┌──

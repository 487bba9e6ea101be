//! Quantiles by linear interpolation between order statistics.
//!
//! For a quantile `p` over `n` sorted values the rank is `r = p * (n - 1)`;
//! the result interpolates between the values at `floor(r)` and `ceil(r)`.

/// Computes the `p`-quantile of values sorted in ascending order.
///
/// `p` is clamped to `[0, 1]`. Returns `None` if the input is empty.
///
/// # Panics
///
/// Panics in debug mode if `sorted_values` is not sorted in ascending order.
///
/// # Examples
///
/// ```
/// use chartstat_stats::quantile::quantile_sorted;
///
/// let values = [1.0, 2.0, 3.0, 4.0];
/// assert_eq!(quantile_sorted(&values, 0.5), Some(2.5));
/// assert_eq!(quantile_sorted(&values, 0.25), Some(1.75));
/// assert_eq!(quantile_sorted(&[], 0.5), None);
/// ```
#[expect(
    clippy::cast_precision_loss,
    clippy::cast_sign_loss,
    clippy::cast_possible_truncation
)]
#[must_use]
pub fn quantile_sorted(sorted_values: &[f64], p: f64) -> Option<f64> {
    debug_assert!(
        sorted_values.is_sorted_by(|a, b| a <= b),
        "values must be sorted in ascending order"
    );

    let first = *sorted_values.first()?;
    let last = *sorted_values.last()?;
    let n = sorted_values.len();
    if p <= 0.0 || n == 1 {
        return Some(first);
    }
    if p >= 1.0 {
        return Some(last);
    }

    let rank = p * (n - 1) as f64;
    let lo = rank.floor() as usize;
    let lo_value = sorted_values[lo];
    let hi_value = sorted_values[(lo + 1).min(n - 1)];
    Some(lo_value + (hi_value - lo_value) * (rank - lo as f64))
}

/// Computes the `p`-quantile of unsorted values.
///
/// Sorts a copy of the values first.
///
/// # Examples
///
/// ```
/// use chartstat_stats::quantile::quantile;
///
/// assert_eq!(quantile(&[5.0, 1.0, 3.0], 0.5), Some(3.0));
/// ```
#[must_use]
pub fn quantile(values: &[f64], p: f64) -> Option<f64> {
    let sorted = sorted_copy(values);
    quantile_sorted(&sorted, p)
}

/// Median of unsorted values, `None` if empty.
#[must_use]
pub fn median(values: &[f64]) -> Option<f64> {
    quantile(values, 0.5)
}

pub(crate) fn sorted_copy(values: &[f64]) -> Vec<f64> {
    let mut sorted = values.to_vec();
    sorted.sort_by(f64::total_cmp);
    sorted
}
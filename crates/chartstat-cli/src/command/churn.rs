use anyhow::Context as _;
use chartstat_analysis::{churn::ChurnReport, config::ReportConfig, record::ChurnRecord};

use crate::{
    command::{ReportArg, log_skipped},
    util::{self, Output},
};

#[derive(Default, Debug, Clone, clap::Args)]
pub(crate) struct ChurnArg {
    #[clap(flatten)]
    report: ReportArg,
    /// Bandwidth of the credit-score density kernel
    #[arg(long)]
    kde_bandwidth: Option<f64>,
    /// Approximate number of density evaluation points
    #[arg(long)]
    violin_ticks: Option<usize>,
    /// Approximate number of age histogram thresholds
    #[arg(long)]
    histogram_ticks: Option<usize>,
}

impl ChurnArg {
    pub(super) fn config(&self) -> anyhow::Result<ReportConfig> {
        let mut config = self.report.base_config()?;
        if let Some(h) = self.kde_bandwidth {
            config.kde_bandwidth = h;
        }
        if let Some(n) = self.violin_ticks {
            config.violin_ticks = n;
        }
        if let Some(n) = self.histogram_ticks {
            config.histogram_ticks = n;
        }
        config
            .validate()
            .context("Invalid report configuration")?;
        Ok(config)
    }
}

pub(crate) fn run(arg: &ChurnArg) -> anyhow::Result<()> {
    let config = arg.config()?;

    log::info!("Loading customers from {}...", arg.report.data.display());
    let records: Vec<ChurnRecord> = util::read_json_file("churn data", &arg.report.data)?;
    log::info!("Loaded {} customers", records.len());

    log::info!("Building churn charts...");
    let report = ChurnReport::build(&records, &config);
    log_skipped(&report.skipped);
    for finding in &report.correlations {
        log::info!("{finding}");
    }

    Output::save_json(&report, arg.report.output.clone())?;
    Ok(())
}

└──

### Task details
Working from the listing above, pick out every line that has "order" and copy it.

### Output below
//! Quantiles by linear interpolation between order statistics.
/// Computes the `p`-quantile of values sorted in ascending order.
/// Panics in debug mode if `sorted_values` is not sorted in ascending order.
        "values must be sorted in ascending order"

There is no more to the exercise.